Saved entries
● ● ● ●
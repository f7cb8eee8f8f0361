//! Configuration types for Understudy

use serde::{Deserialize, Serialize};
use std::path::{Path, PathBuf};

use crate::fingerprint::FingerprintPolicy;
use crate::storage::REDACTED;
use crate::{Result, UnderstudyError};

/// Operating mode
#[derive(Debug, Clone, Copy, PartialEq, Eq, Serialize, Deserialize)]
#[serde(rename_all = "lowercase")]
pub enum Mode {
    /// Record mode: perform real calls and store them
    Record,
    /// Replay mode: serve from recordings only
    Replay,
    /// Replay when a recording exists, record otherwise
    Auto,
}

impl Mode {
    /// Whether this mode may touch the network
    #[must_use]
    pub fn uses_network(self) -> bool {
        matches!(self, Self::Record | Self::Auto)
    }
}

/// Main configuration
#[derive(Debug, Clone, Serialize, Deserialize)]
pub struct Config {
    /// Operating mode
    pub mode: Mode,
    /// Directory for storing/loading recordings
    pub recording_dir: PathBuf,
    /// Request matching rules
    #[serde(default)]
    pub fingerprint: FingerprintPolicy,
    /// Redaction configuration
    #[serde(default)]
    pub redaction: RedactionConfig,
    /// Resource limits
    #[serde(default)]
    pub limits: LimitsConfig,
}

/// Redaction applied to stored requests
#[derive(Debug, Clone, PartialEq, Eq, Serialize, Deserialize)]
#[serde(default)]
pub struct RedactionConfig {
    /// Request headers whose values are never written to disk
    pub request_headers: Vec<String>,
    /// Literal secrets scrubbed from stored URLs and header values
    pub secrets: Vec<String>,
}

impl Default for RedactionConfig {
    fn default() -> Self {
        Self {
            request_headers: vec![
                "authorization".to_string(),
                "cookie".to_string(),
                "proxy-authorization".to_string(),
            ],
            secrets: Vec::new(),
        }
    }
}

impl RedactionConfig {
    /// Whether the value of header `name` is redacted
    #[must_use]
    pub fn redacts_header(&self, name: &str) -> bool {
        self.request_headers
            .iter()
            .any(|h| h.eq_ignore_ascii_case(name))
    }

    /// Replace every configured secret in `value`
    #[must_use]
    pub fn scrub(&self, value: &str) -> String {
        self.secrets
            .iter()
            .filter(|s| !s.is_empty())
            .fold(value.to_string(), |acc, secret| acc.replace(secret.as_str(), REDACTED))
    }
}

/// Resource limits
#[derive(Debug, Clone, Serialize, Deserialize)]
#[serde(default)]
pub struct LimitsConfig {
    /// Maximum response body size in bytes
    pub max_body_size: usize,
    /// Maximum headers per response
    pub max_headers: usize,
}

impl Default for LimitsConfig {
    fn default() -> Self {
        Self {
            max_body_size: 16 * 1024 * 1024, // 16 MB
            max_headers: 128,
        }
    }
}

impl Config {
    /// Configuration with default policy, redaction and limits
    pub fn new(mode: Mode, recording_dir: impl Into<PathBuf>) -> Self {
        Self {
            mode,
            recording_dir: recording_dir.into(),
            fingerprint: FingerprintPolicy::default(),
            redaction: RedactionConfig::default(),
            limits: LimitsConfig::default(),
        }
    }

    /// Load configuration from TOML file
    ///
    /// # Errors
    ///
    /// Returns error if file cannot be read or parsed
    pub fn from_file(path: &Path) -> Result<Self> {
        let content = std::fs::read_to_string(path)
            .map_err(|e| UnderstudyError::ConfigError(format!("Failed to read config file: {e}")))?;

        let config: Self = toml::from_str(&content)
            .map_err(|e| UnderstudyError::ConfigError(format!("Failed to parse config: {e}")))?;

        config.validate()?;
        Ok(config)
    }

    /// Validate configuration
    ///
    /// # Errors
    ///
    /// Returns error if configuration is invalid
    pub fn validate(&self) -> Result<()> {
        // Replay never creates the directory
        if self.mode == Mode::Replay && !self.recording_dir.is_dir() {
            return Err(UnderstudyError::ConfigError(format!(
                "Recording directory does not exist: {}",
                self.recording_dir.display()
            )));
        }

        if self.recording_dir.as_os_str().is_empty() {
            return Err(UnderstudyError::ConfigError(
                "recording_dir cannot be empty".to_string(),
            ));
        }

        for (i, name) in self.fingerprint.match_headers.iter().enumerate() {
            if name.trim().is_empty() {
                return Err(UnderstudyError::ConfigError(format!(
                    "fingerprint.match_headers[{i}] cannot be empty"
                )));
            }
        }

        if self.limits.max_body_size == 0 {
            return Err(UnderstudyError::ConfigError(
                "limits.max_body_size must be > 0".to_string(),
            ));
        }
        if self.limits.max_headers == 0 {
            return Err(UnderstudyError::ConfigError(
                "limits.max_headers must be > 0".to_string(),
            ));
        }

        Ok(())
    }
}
● ● ● ●
Search the entries above for the word "Whether" and count the lines that hold it. Reply with only that number.

*Solution for this problem*. 2